Transport of glucose by Bifidobacterium animalis subsp. lactis occurs via facilitated diffusion

Abstract

Two strains of Bifidobacterium animalis subsp. lactis were indistinguishable by several nucleic acid-based techniques; however, the type strain DSMZ 10140 was glucose utilization positive, while RB 4825, an industrially employed strain, was unable to grow rapidly on glucose as the principal carbon source. This difference was attributed to the presence of a low-affinity facilitated-diffusion glucose transporter identified in DSMZ 10140 but lacking in RB 4825. Uptake of D-[U-(14)C]glucose in DSMZ 10140 was stimulated by monovalent cations (ammonium, sodium, potassium, and lithium) and inhibited by divalent cations (calcium and magnesium). When competitor carbohydrates were included in the uptake assays, stereospecific inhibition was exhibited, with greater competition by methyl-beta-glucoside than methyl-alpha-glucoside. Significant inhibition (>30%) was observed with phloretin, an inhibitor of facilitated diffusion of glucose, whereas there was no inhibition by sodium fluoride, iodoacetate, sodium arsenate, sodium azide, 2,4-dinitrophenol, monensin, or valinomycin, which typically reduce energy-driven transport. Based on kinetic analyses, the mean values for K(t) and V(max) were 14.8 +/- 3.4 mM D-glucose and 0.13 +/- 0.03 micromol glucose/min/mg cell protein, respectively. Glucose uptake by several glucose-utilizing commercial strains of B. animalis subsp. lactis was also inhibited by phloretin, indicating the presence of facilitated diffusion glucose transporters in those strains.
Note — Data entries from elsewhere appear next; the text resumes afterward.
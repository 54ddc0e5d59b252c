use ratatui::Frame;
use ratatui::layout::Alignment;
use ratatui::style::Style;
use ratatui::widgets::{Block, Borders, Paragraph};

use crate::input::{Action, Caller};
use crate::tui::app::Modal;
use crate::tui::widgets::{
    color::parse_color,
    confirm::render_confirm,
    entry_table::render_entry_table,
    help::render_help,
    prompt::render_prompt,
    status_bar::{StatusLine, render_status_bar},
    tabs::render_tabs,
};
use crate::tui::{App, Layout};

pub fn render(f: &mut Frame, app: &mut App, layout: &Layout) {
    let theme = app.state.config.theme.clone();
    let fg_color = parse_color(&theme.fg);
    let bg_color = parse_color(&theme.bg);

    let outer_block = Block::default()
        .borders(Borders::ALL)
        .title("mediatrack")
        .title_alignment(Alignment::Center)
        .style(Style::default().fg(fg_color).bg(bg_color));
    f.render_widget(outer_block, f.area());

    let type_names = app.state.entries.type_names();
    render_tabs(f, layout.tabs_area, &type_names, app.state.ui.tab, &theme);

    match type_names.get(app.state.ui.tab) {
        Some(name) => {
            let state = &mut app.state;
            let entries = state.entries.entries(name).unwrap_or(&[]);
            render_entry_table(f, layout.main_area, name, entries, &mut state.ui.table_state, &theme);
        }
        None => {
            let hint = app
                .key_hint(Action::NewType)
                .unwrap_or_else(|| Action::NewType.description().to_string());
            let paragraph = Paragraph::new(format!("Nothing tracked yet. {}", hint))
                .block(Block::default().borders(Borders::ALL))
                .alignment(Alignment::Center)
                .style(Style::default().fg(fg_color));
            f.render_widget(paragraph, layout.main_area);
        }
    }

    let key_hints = key_hints(app);
    let status = StatusLine {
        message: app.state.status.message.as_deref(),
        key_hints: &key_hints,
        recent_keys: &app.state.recent_keys,
        modified: app.state.entries.is_dirty(),
    };
    render_status_bar(f, layout.status_area, &status, &theme);

    // Overlays go last so they cover the table
    match &app.state.modal {
        Some(Modal::Prompt(prompt)) => render_prompt(f, f.area(), prompt, &theme),
        Some(Modal::Confirm(confirm)) => {
            let answers = hints_for(app, &[Action::Yes, Action::No]).join(" • ");
            render_confirm(f, f.area(), confirm, &answers, &theme);
        }
        Some(Modal::Help) => {
            let bindings: Vec<_> = Action::ALL
                .iter()
                .map(|action| (*action, app.dispatcher.keys_for(action)))
                .collect();
            render_help(f, f.area(), &bindings, &theme);
        }
        None => {}
    }
}

fn hints_for(app: &App, actions: &[Action]) -> Vec<String> {
    actions
        .iter()
        .filter_map(|action| app.key_hint(*action))
        .collect()
}

fn key_hints(app: &App) -> Vec<String> {
    let actions: &[Action] = match app.state.active_caller() {
        Caller::Table => &[
            Action::Quit,
            Action::Help,
            Action::NewEntry,
            Action::EditCell,
            Action::Increment,
            Action::Decrement,
            Action::DeleteEntry,
            Action::NewType,
            Action::Save,
        ],
        Caller::Prompt => &[Action::Confirm, Action::Cancel, Action::ClearInput],
        Caller::Confirm => &[Action::Yes, Action::No],
        Caller::Help => &[Action::Help, Action::Cancel],
    };
    hints_for(app, actions)
}
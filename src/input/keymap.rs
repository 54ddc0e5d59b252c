use std::fmt::Debug;
use std::hash::Hash;

use super::combination::KeyCombination;
use super::dispatcher::{Dispatcher, InputMode};
use super::key::KeyParseError;
use crate::config::KeyBindings;

/// Logical actions a key combination can trigger
#[derive(Debug, Clone, Copy, PartialEq, Eq, Hash)]
pub enum Action {
    Quit,
    Save,
    Help,
    RowUp,
    RowDown,
    ColumnLeft,
    ColumnRight,
    FirstRow,
    LastRow,
    NextTab,
    PrevTab,
    NewEntry,
    DeleteEntry,
    EditCell,
    Increment,
    Decrement,
    NewType,
    RenameType,
    DeleteType,
    Confirm,
    Cancel,
    ClearInput,
    Yes,
    No,
}

/// Who a key press is dispatched for: the widget that currently has focus
#[derive(Debug, Clone, Copy, PartialEq, Eq, Hash)]
pub enum Caller {
    Table,
    Prompt,
    Confirm,
    Help,
}

impl Caller {
    /// Text prompts type freely, so they read keys as a rolling window
    pub fn input_mode(self) -> InputMode {
        match self {
            Caller::Prompt => InputMode::Input,
            Caller::Table | Caller::Confirm | Caller::Help => InputMode::Normal,
        }
    }
}

impl Action {
    pub const ALL: [Action; 24] = [
        Action::Quit,
        Action::Save,
        Action::Help,
        Action::RowUp,
        Action::RowDown,
        Action::ColumnLeft,
        Action::ColumnRight,
        Action::FirstRow,
        Action::LastRow,
        Action::NextTab,
        Action::PrevTab,
        Action::NewEntry,
        Action::DeleteEntry,
        Action::EditCell,
        Action::Increment,
        Action::Decrement,
        Action::NewType,
        Action::RenameType,
        Action::DeleteType,
        Action::Confirm,
        Action::Cancel,
        Action::ClearInput,
        Action::Yes,
        Action::No,
    ];

    /// Name of the action in the `[key_bindings]` config table
    pub fn config_name(self) -> &'static str {
        match self {
            Action::Quit => "quit",
            Action::Save => "save",
            Action::Help => "help",
            Action::RowUp => "row_up",
            Action::RowDown => "row_down",
            Action::ColumnLeft => "column_left",
            Action::ColumnRight => "column_right",
            Action::FirstRow => "first_row",
            Action::LastRow => "last_row",
            Action::NextTab => "next_tab",
            Action::PrevTab => "prev_tab",
            Action::NewEntry => "new_entry",
            Action::DeleteEntry => "delete_entry",
            Action::EditCell => "edit_cell",
            Action::Increment => "increment",
            Action::Decrement => "decrement",
            Action::NewType => "new_type",
            Action::RenameType => "rename_type",
            Action::DeleteType => "delete_type",
            Action::Confirm => "confirm",
            Action::Cancel => "cancel",
            Action::ClearInput => "clear_input",
            Action::Yes => "yes",
            Action::No => "no",
        }
    }

    pub fn description(self) -> &'static str {
        match self {
            Action::Quit => "Quit (unsaved changes are lost)",
            Action::Save => "Save all changes",
            Action::Help => "Show/hide help",
            Action::RowUp => "Previous row",
            Action::RowDown => "Next row",
            Action::ColumnLeft => "Previous column",
            Action::ColumnRight => "Next column",
            Action::FirstRow => "First row",
            Action::LastRow => "Last row",
            Action::NextTab => "Next entry type",
            Action::PrevTab => "Previous entry type",
            Action::NewEntry => "New entry",
            Action::DeleteEntry => "Delete entry",
            Action::EditCell => "Edit selected cell",
            Action::Increment => "Increase progress",
            Action::Decrement => "Decrease progress",
            Action::NewType => "New entry type",
            Action::RenameType => "Rename entry type",
            Action::DeleteType => "Delete entry type",
            Action::Confirm => "Confirm dialog",
            Action::Cancel => "Close dialog",
            Action::ClearInput => "Clear input",
            Action::Yes => "Answer yes",
            Action::No => "Answer no",
        }
    }

    /// Configured key combination string for this action
    pub fn binding(self, keys: &KeyBindings) -> &str {
        match self {
            Action::Quit => &keys.quit,
            Action::Save => &keys.save,
            Action::Help => &keys.help,
            Action::RowUp => &keys.row_up,
            Action::RowDown => &keys.row_down,
            Action::ColumnLeft => &keys.column_left,
            Action::ColumnRight => &keys.column_right,
            Action::FirstRow => &keys.first_row,
            Action::LastRow => &keys.last_row,
            Action::NextTab => &keys.next_tab,
            Action::PrevTab => &keys.prev_tab,
            Action::NewEntry => &keys.new_entry,
            Action::DeleteEntry => &keys.delete_entry,
            Action::EditCell => &keys.edit_cell,
            Action::Increment => &keys.increment,
            Action::Decrement => &keys.decrement,
            Action::NewType => &keys.new_type,
            Action::RenameType => &keys.rename_type,
            Action::DeleteType => &keys.delete_type,
            Action::Confirm => &keys.confirm,
            Action::Cancel => &keys.cancel,
            Action::ClearInput => &keys.clear_input,
            Action::Yes => &keys.yes,
            Action::No => &keys.no,
        }
    }
}

/// Parse every configured binding
pub fn parse(keys: &KeyBindings) -> Result<Vec<(Action, KeyCombination)>, KeyParseError> {
    Action::ALL
        .iter()
        .map(|action| {
            action
                .binding(keys)
                .parse::<KeyCombination>()
                .map(|combination| (*action, combination))
                .map_err(|source| KeyParseError::Binding {
                    action: action.config_name().to_string(),
                    source: Box::new(source),
                })
        })
        .collect()
}

/// Install the configured bindings into `dispatcher`.
/// Nothing is installed if any binding fails to parse.
pub fn apply<C, T>(
    keys: &KeyBindings,
    dispatcher: &mut Dispatcher<C, Action, T>,
) -> Result<(), KeyParseError>
where
    C: Eq + Hash + Clone + Debug,
{
    for (action, combination) in parse(keys)? {
        dispatcher.bind_keys(action, combination);
    }
    Ok(())
}

#[cfg(test)]
mod tests {
    use super::*;
    use crate::input::Key;

    #[test]
    fn default_bindings_all_parse() {
        let parsed = parse(&KeyBindings::default()).unwrap();
        assert_eq!(parsed.len(), Action::ALL.len());
    }

    #[test]
    fn invalid_binding_names_the_action() {
        let keys = KeyBindings {
            save: "Hyper+s".to_string(),
            ..KeyBindings::default()
        };
        let err = parse(&keys).unwrap_err();
        assert!(err.to_string().contains("save"));
    }

    #[test]
    fn apply_installs_configured_keys() {
        let keys = KeyBindings {
            quit: "Ctrl+q".to_string(),
            ..KeyBindings::default()
        };
        let mut dispatcher: Dispatcher<Caller, Action, u32> = Dispatcher::new();
        apply(&keys, &mut dispatcher).unwrap();
        dispatcher.bind(Caller::Table, Action::Quit, |count: &mut u32| *count += 1);

        let mut count = 0;
        assert!(!dispatcher.press(&Caller::Table, Key::char('q'), &mut count));
        dispatcher.reset();
        assert!(dispatcher.press(&Caller::Table, Key::ctrl('q'), &mut count));
        assert_eq!(count, 1);
        assert_eq!(
            dispatcher.keys_for(&Action::FirstRow),
            Some("g g".parse().unwrap())
        );
    }

    #[test]
    fn only_prompts_use_input_mode() {
        assert_eq!(Caller::Prompt.input_mode(), InputMode::Input);
        assert_eq!(Caller::Table.input_mode(), InputMode::Normal);
    }
}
Since DSMZ 10140 has been previously reported to lack a functional glucose phosphoenolpyruvate phosphotransferase system, the glucose transporter identified here is responsible for much of the organism's glucose uptake.

FIG. 1.

PFGE of commercial and reference B. animalis subsp. lactis strains restricted using SpeI. Lanes 1 and 8, Lambda molecular weight marker; lanes 2 to 5, commercial strains of B. animalis subsp. lactis (lane 2, RB 0171; lane 3, RB 1280; lane 4, RB 1573; lane 5, RB 4825); lane 6, B. animalis subsp. lactis ATCC 27536; lane 7, B. animalis subsp. lactis DSMZ 10140.

FIG. 2.

Growth of B. animalis subsp. lactis strains DSMZ 10140 and RB 4825 in LL and LG media. Strains DSMZ 10140 and RB 4825 were grown in LL medium to mid- to late-log phase, harvested, washed with phosphate buffer, and then inoculated into LL broth, LG broth, or LG broth with 0.1% polysorbate 80 (LG+P80) and incubated at 37°C anaerobically. Growth was monitored as OD₆₀₀. Values represent the means of triplicate experiments; error bars represent standard deviations.

FIG. 3.

Utilization of lactose, product formation, and growth of B. animalis subsp. lactis DSMZ 10140 in LL medium. Strain DSMZ 10140 was grown in LL broth to mid- to late-log phase, harvested, washed with phosphate buffer, and then inoculated into LL broth and incubated at 37°C anaerobically. Growth was monitored as OD₆₀₀. Glucose, galactose, lactic acid, and acetic acid were monitored by HPLC. Data represent the mean of replicates; error bars represent standard deviations.

FIG. 4.

Effect of sodium chloride concentration on glucose uptake by B. animalis subsp. lactis DSMZ 10140. Glucose uptake was determined by growing DSMZ 10140 in LG broth to mid-log phase. Glucose uptake assays were performed in 0.05 M imidazole buffer with 1 mM glucose. Change in glucose uptake is expressed relative to the control, without added sodium chloride (mean value of 2.6 nmol/min/mg cell protein). Values represent the means of at least two replicate experiments; error bars represent standard deviations. Values with an asterisk are statistically different from the control without added sodium chloride (α = 0.05).

FIG. 5.

Effect of phloretin and phloridzin on glucose uptake by selected strains of B. animalis subsp. lactis. Glucose uptake was determined after growth in LG broth to mid-log phase. Glucose uptake assays were performed in 0.05 M imidazole buffer with 50 mM NaCl containing 1 mM glucose. Phloretin and phloridzin were prepared in ethanol and assayed with a 1 mM final concentration. An equivalent volume of ethanol was added to each control (1.25%). Change in glucose uptake is expressed relative to the control, without added inhibitor. Mean values of controls were 6.3 (DSMZ 10140), 6.4 (RB 1280), and 4.1 (RB 1573) nmol/min/mg cell protein from duplicate experiments; error bars represent standard deviations. Values with an asterisk are statistically different from the control without added inhibitor (α = 0.05).